You are viewing a single comment's thread from:
RE: Kiedy jest mnie za dużo... #8
To może ich nie masz albo są niepełne, także troszkę zazdroszczę :D
Ja nie mam wszystkich. Jednej w ogóle nie będzie, bo sprawdzałam z dentystą w rentgenie, tylko że to tej z tych mniej problematycznych :')
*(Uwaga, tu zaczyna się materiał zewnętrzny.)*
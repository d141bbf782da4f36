use crate::error::{Error, Result};
use crate::serialization::Serializer;
use rdkafka::config::ClientConfig;
use rdkafka::message::{Header, OwnedHeaders};
use rdkafka::producer::{FutureProducer, FutureRecord, Producer as RdkafkaProducer};
use std::collections::BTreeMap;
use std::time::Duration;

/// How long a send may wait for room in the local queue.
const QUEUE_TIMEOUT: Duration = Duration::from_secs(5);

/// Acknowledgement level requested from the brokers.
#[derive(Debug, Clone, Copy, PartialEq, Eq, Default)]
pub enum Acks {
    None,
    One,
    #[default]
    All,
}

impl Acks {
    fn as_str(&self) -> &'static str {
        match self {
            Self::None => "0",
            Self::One => "1",
            Self::All => "all",
        }
    }
}

/// Where a record landed.
#[derive(Debug, Clone, PartialEq, Eq)]
pub struct RecordMetadata {
    pub topic: String,
    pub partition: i32,
    pub offset: i64,
}

/// Builder for [`Producer`]. `connection_props` is required.
#[derive(Debug, Clone, Default)]
pub struct ProducerBuilder {
    connection_props: Option<String>,
    acks: Acks,
    options: BTreeMap<String, String>,
}

impl ProducerBuilder {
    pub fn connection_props(mut self, brokers: impl Into<String>) -> Self {
        self.connection_props = Some(brokers.into());
        self
    }

    pub fn acks(mut self, acks: Acks) -> Self {
        self.acks = acks;
        self
    }

    pub fn option(mut self, key: impl Into<String>, value: impl Into<String>) -> Self {
        self.options.insert(key.into(), value.into());
        self
    }

    pub fn build<K, V>(
        self,
        key_serializer: impl Serializer<K> + 'static,
        value_serializer: impl Serializer<V> + 'static,
    ) -> Result<Producer<K, V>> {
        let brokers = self
            .connection_props
            .filter(|b| !b.trim().is_empty())
            .ok_or_else(|| Error::InvalidConfig("connection_props is required".to_string()))?;

        let mut config = ClientConfig::new();
        config
            .set("bootstrap.servers", &brokers)
            .set("acks", self.acks.as_str())
            .set("message.timeout.ms", "30000");
        for (key, value) in &self.options {
            config.set(key, value);
        }

        let inner: FutureProducer = config
            .create()
            .map_err(|e| Error::Producer(format!("Failed to create producer: {e}")))?;

        Ok(Producer {
            inner,
            key_serializer: Box::new(key_serializer),
            value_serializer: Box::new(value_serializer),
        })
    }
}

/// Typed producer.
pub struct Producer<K, V> {
    inner: FutureProducer,
    key_serializer: Box<dyn Serializer<K>>,
    value_serializer: Box<dyn Serializer<V>>,
}

impl Producer<(), ()> {
    pub fn builder() -> ProducerBuilder {
        ProducerBuilder::default()
    }
}

impl<K, V> Producer<K, V> {
    /// Start a record; finish it with [`Sender::send`].
    pub fn sender(&self) -> Sender<'_, K, V> {
        Sender {
            producer: self,
            key: None,
            value: None,
            partition: None,
            timestamp: None,
            headers: Vec::new(),
        }
    }

    /// Wait until all queued records are delivered.
    ///
    /// librdkafka blocks while flushing, so the wait runs on the blocking pool.
    pub async fn flush(&self, timeout: Duration) -> Result<()> {
        let inner = self.inner.clone();
        tokio::task::spawn_blocking(move || inner.flush(timeout))
            .await
            .map_err(|e| Error::Producer(format!("Flush task failed: {e}")))??;
        Ok(())
    }

    /// Get the underlying producer (for advanced use cases)
    pub fn inner(&self) -> &FutureProducer {
        &self.inner
    }
}

/// One outgoing record under construction.
pub struct Sender<'a, K, V> {
    producer: &'a Producer<K, V>,
    key: Option<K>,
    value: Option<V>,
    partition: Option<i32>,
    timestamp: Option<i64>,
    headers: Vec<(String, Vec<u8>)>,
}

impl<K, V> Sender<'_, K, V> {
    pub fn key(mut self, key: K) -> Self {
        self.key = Some(key);
        self
    }

    pub fn value(mut self, value: V) -> Self {
        self.value = Some(value);
        self
    }

    pub fn partition(mut self, partition: i32) -> Self {
        self.partition = Some(partition);
        self
    }

    /// Record timestamp in milliseconds since epoch.
    pub fn timestamp(mut self, timestamp: i64) -> Self {
        self.timestamp = Some(timestamp);
        self
    }

    pub fn header(mut self, key: impl Into<String>, value: impl Into<Vec<u8>>) -> Self {
        self.headers.push((key.into(), value.into()));
        self
    }

    /// Send the record and wait for the broker's acknowledgement.
    pub async fn send(self, topic: &str) -> Result<RecordMetadata> {
        let key = self
            .key
            .as_ref()
            .map(|k| self.producer.key_serializer.to_bytes(k))
            .transpose()?;
        let value = self
            .value
            .as_ref()
            .map(|v| self.producer.value_serializer.to_bytes(v))
            .transpose()?;

        let mut record: FutureRecord<'_, [u8], [u8]> = FutureRecord::to(topic);
        if let Some(key) = key.as_deref() {
            record = record.key(key);
        }
        if let Some(value) = value.as_deref() {
            record = record.payload(value);
        }
        if let Some(partition) = self.partition {
            record = record.partition(partition);
        }
        if let Some(timestamp) = self.timestamp {
            record = record.timestamp(timestamp);
        }
        if !self.headers.is_empty() {
            let mut headers = OwnedHeaders::new();
            for (key, value) in &self.headers {
                headers = headers.insert(Header {
                    key: key.as_str(),
                    value: Some(value.as_slice()),
                });
            }
            record = record.headers(headers);
        }

        let (partition, offset) = self
            .producer
            .inner
            .send(record, QUEUE_TIMEOUT)
            .await
            .map_err(|(err, _)| err)?;

        tracing::trace!("Sent record to {topic}-{partition}@{offset}");
        Ok(RecordMetadata {
            topic: topic.to_string(),
            partition,
            offset,
        })
    }
}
Moje jak zaczynały się wyżynać to uczucie straszne. Nie wiem, czy można to nazwać bólem. Typowy ból to raczej nie był, ale nie dało się z tym wytrzymać. Teraz mam o jedną siódemkę mniej, więc zrobiło się miejsce dla ósemki i się tam ładnie wpasowała. Słyszałem, że ludzie teraz mają ogólnie coraz mniejsze szczęki, dlatego wielu osobom właśnie te ósemki się nie mieszczą i zaczynają rosnąć w dziwny sposób.
To też prawda. Niemniej u mnie zęby śmiesznie rosną chyba już od szóstek, bo przy zabawie w kanałowe, mój dentysta zastanawiał się czy jestem jakimś mutantem (hehe, taki żarcik). Rosły sobie pod kątem, stłaczając resztę zębów, korzenie do tej pory są jakoś dziko na bok. Teraz te ósemki poszły tak, że zamiast w górę, to w korzenie siódemek się pchają od boku i zadowolone.